And Stow, being both a citizen and an antiquary, had all the limitations of his kind. He was not very observant, and he was very credulous. If he was all unconscious of the city's wonderful aspect, he was eager to believe in any legend that was brought to his ear. He is vastly interested in the strange bones that once were treasured in ancient churches. He tells us little enough of St. Lawrence, in the Jewry, but he does not forget the immense bone which he saw there, fastened to a post of timber, which most took to be the thighbone of a man, and which he attributed doubtfully to 'an oliphant.'

As to the larger specimen, preserved in the church of St. Mary, Aldermanbury, he had no doubt. 'True it is,' he writes in all simplicity, 'that this bone (from whence soever it came) being of a man, as the form showeth, must needs be monstrous, and more than after the proportion of five shanke bones of any man now living amongst us.' Again, though he pronounced Gerrard the giant and his mighty staff to be fables, perhaps because Grafton gave credit to them, and because the master of the hostelry, where the staff was kept, refused to tell him its history, but bade him consult a rival chronicle, he put implicit faith in his father's story that once, upon St. James's night, the devil appeared in the church of St. Michael's, Cornhill, and left the print of his claws on certain stones in the north window, as if they had been so much butter.

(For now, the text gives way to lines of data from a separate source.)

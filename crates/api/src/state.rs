use std::sync::Arc;

use quickai_identity::IdentityStore;

use crate::config::ServerConfig;
use crate::engine::audit::AuditSink;
use crate::engine::dispatcher::Dispatcher;

/// Shared application state available to all Axum handlers via `State<AppState>`.
///
/// This is cheaply cloneable (every field is behind `Arc`).
#[derive(Clone)]
pub struct AppState {
    /// Server configuration (auth fallback and side-effect scheduling read it).
    pub config: Arc<ServerConfig>,
    /// External store holding caller identity, plan and usage counter.
    pub identity: Arc<dyn IdentityStore>,
    /// Executes one generation command.
    pub dispatcher: Arc<Dispatcher>,
    /// Where finished generations are recorded.
    pub audit: Arc<dyn AuditSink>,
}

Such was Stow's temper, such the criticism of his time. He exercised his faith as he chose, accepting this fact and rejecting that, according to the whim and fancy of the moment. It is, indeed, his prejudices which give life and humour to his work. He cursed most heartily him who removed his neighbour's landmark. Living at a time when the city was greedily encroaching upon the open spaces, he lost no chance of condemning those who covered what once were pleasant walks with bricks and timber. Sorrowfully does he record that apples grew where now houses were lately built, and that from Houndsditch in the west, to

Whitechapel in the east, the fields were all turned into 'Garden plottes, teynter yardes, bowling allyes, and such like.' The truth is that, though as I have said, he smiled upon the houses of the new fashions, in all other matters he hated change with a constant heart. His sentiment was anchored securely in the past. Even the inns of London were little to his taste. He remembered with pleasure the brave days when Eastcheap was a cooks' row, and that there they cried hot ribs of beef roasted, pies well baked, and other victuals. Of olde time,' says he, 'when friends did meet, and were disposed to be merrie, they went not to dine and supper in taverns, but to the cookes, where they called for meate what them liked, which they alwayes found ready dressed at a reasonable rate.'

As he loves the customs, so he loves the charity and magnificence of ancient days, when the poor man found a ready welcome at the rich man's gate, and the rich man thought it no dishonour to display his wealth. He tells us, with a reflected pride, that time was when Wolsey kept 400 servants, excluding his servants' servants, who were a goodly train, and he was old enough to recall the grandeur and generosity of the religious houses. He had seen a buck brought up to the altar steps of Paul's in solemn procession, and had watched the dean and chapter, apparelled in copes and vestments, with rosegarlands on their heads, send the body of the buck to the baking. His well-stored memory carried him

back to the reign of King Henry, and as he lived to see the first James mount the throne he had witnessed a complete revolution in thought and manners. He recked not of revolutions. He turned his eyes resolutely backward: he sought in history what his own age could not give him; in pious secrecy he deplored the evil influence of the reformation; he witnessed with a sad regret the influx of penurious foreigners; and he descended to an honourable poverty without making a single concession to the changed world that lay about him.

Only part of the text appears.